MILANO | Dopo la spionaggio dei droni che ha fatto passare i canadesi per i cabochon a Parigi, voilà che l’immagine del paese è ancora terza per uno scandalo di tricherie alle Olimpiadi. Questo è il curling, forzando anche questo sport a modificare le sue regole per la suite dei giochi.
Dans les faits, les deux tricheries sont loin d’être paragonabili.
A Parigi, l’équipe canadese avait été épinglée alors qu’elle spionnait l’entraînement d’une équipe avverse à l’aide d’un drone.
A Cortina d’Ampezzo, un curleur canadien est accusé d’avoir, à de a number of reprises, retouché à sa pierre après l’avoir lancée et avant que cette dernière ait touché à la ligne de jeu.
Une petite touche discrète avec un doigt, comme pour lui donner une dernière petite Route. Etça, c’est formallement interdit.
Un curleur può toccare la poignée de sa pierre prima di fois qu’il le désire, prima che cette dernière ait franchi la ligne de jeu. S’il enfreint de règlement, que ce soit parce qu’il a tenu la poignée trop longtemps ou qu’il ya retouché une fois qu’elle fut lancée, on parle de double touche. I dispositivi sono posizionati per rilevare automaticamente il genere del problema.
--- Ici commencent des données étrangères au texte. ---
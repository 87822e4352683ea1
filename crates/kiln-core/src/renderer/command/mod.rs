// Copyright 2025 eraflo
//
// Licensed under the Apache License, Version 2.0 (the "License");
// you may not use this file except in compliance with the License.
// You may obtain a copy of the License at
//
//     http://www.apache.org/licenses/LICENSE-2.0
//
// Unless required by applicable law or agreed to in writing, software
// distributed under the License is distributed on an "AS IS" BASIS,
// WITHOUT WARRANTIES OR CONDITIONS OF ANY KIND, either express or implied.
// See the License for the specific language governing permissions and
// limitations under the License.

//! Deferred command recording and replay.
//!
//! A [`CommandBuffer`] is recorded once and replayed through [`execute`] against
//! any [`CommandSink`](crate::renderer::CommandSink), in recording order.

mod buffer;
mod executor;
mod submission;

pub use self::buffer::{Command, CommandBuffer};
pub use self::executor::{execute, ExecutionContext, ExecutionStats};
pub use self::submission::{SubmissionId, SubmissionSource, SubmissionTable};
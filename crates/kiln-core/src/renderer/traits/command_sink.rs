// Copyright 2025 eraflo
//
// Licensed under the Apache License, Version 2.0 (the "License");
// you may not use this file except in compliance with the License.
// You may obtain a copy of the License at
//
//     http://www.apache.org/licenses/LICENSE-2.0
//
// Unless required by applicable law or agreed to in writing, software
// distributed under the License is distributed on an "AS IS" BASIS,
// WITHOUT WARRANTIES OR CONDITIONS OF ANY KIND, either express or implied.
// See the License for the specific language governing permissions and
// limitations under the License.

use crate::math::LinearRgba;
use crate::renderer::api::*;

/// The device command interface a command buffer is replayed against.
///
/// There is one method per recorded command kind, plus the bucket bindings the
/// render queue applies between buckets. Backends translate each call to the
/// native API; recorders capture them for inspection.
pub trait CommandSink {
    /// Binds a single off-screen color target.
    fn set_render_target(&mut self, target: RenderTarget);

    /// Binds the default (screen) framebuffer.
    fn set_screen_render_target(&mut self);

    /// Binds the color targets and optional depth target of a bucket.
    fn set_render_targets(&mut self, color: &[RenderTarget], depth: Option<RenderTarget>);

    /// Sets the viewports of a bucket.
    fn set_viewports(&mut self, viewports: &[Viewport]);

    /// Clears the bound color targets.
    fn clear_color(&mut self, color: LinearRgba);

    /// Clears the bound depth target.
    fn clear_depth(&mut self, depth: f32);

    /// Binds vertex buffers to consecutive slots, starting at slot 0.
    fn bind_vertex_buffers(&mut self, layout: InputLayoutId, buffers: &[VertexBufferBinding]);

    /// Binds constant buffers to consecutive slots, starting at slot 0.
    fn bind_constant_buffers(&mut self, buffers: &[BufferBinding]);

    /// Binds texture/sampler pairs to consecutive units, starting at unit 0.
    fn bind_textures(&mut self, textures: &[TextureId], samplers: &[SamplerId]);

    /// Binds a precompiled pipeline state.
    fn set_pipeline_state(&mut self, state: PipelineStateId);

    /// Sets the stencil reference value for subsequent draws.
    fn set_stencil_reference(&mut self, reference: u32);

    /// Issues a non-indexed draw.
    fn draw(
        &mut self,
        primitive: PrimitiveTopology,
        vertices: std::ops::Range<u32>,
        instances: std::ops::Range<u32>,
    );

    /// Issues an indexed draw.
    fn draw_indexed(
        &mut self,
        primitive: PrimitiveTopology,
        index_buffer: IndexBufferBinding,
        base_vertex: i32,
        indices: std::ops::Range<u32>,
        instances: std::ops::Range<u32>,
    );

    /// Issues a draw with no bound vertex input; vertices are generated in the shader.
    fn draw_procedural(
        &mut self,
        primitive: PrimitiveTopology,
        vertex_count: u32,
        instances: std::ops::Range<u32>,
    );
}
Tutti, nel caso del Canada, al tocco di una zona grigia, quindi qui a été reproché aux curleurs Marc Kennedy e Rachel Homan, c’est qu’ils ont semblé toucher au granito, la porzione inferiore della pietra, ciò che qui è formalmente interdit a n’importe quel momento et qui, secondo le regole della Federazione mondiale de curling, mène au retrait automatique de la pierre en query.
Dans ce cas, comme dans l’histoire du drone à Paris, ce n’est pas fort. Insomma. Mais c’était pas mal plus épais à Paris.
Je ne suis pas un curleur, mais j’ai parlé à quelques amis qui le sont et qui m’ont raconté que ce n’était pas de la grande tricherie. Dans le sens que ça ne changeait pas grand-chose à la Route de la Pierre. Ça peut aider, mais pas beaucoup.
Una reazione generatrice
Toutefois, au niveau de l’picture, on mange encore une volée sur la scène internationale.
Notare perché il riccione canadese Marc Kennedy è diventato un ragazzo in crisi adolescenziale quando è stato picchiato e ha venduto l’ultimo.
Grâce au micro qu’il portait, toute la planète a pu l’entendre dire «va te faire foutre» («Vaffanculo”), à l’adversaire suédois qui lui demandait d’arrêter de tricher.
Kennedy non ne ha più. Poi la ripresa a bien démontré qu’il trichait.
Puis, contre la Suisse, le lendemain, même select. Un curleur ha accusato il Canada di fare il «doppio tocco».
Dans tous les cas, l’équipe masculine n’a pas été pénalisée. Les équipes féminines canadiennes et britanniques l’ont été, par contre.
Nuove regole
Mais ça brasse trop et la Fédération internationale de curling a dû agir. Elle ha anche modificato i suoi protocolli.
Nelle ultime ore, la federazione ha annunciato che una squadra allait pouvoir demander a deux arbitres de surveiller étroitement le lancer de l’adversaire durant tre manches consecutive, sur demande.
Voilà qui deve regolare una parte del problema.
Soulignons que la reprise vidéo n’a pas encore fait son entrée au curling.
La finale, du côté masculin, sera disputaée samedi. La ronde préliminaire prend fin jeudi.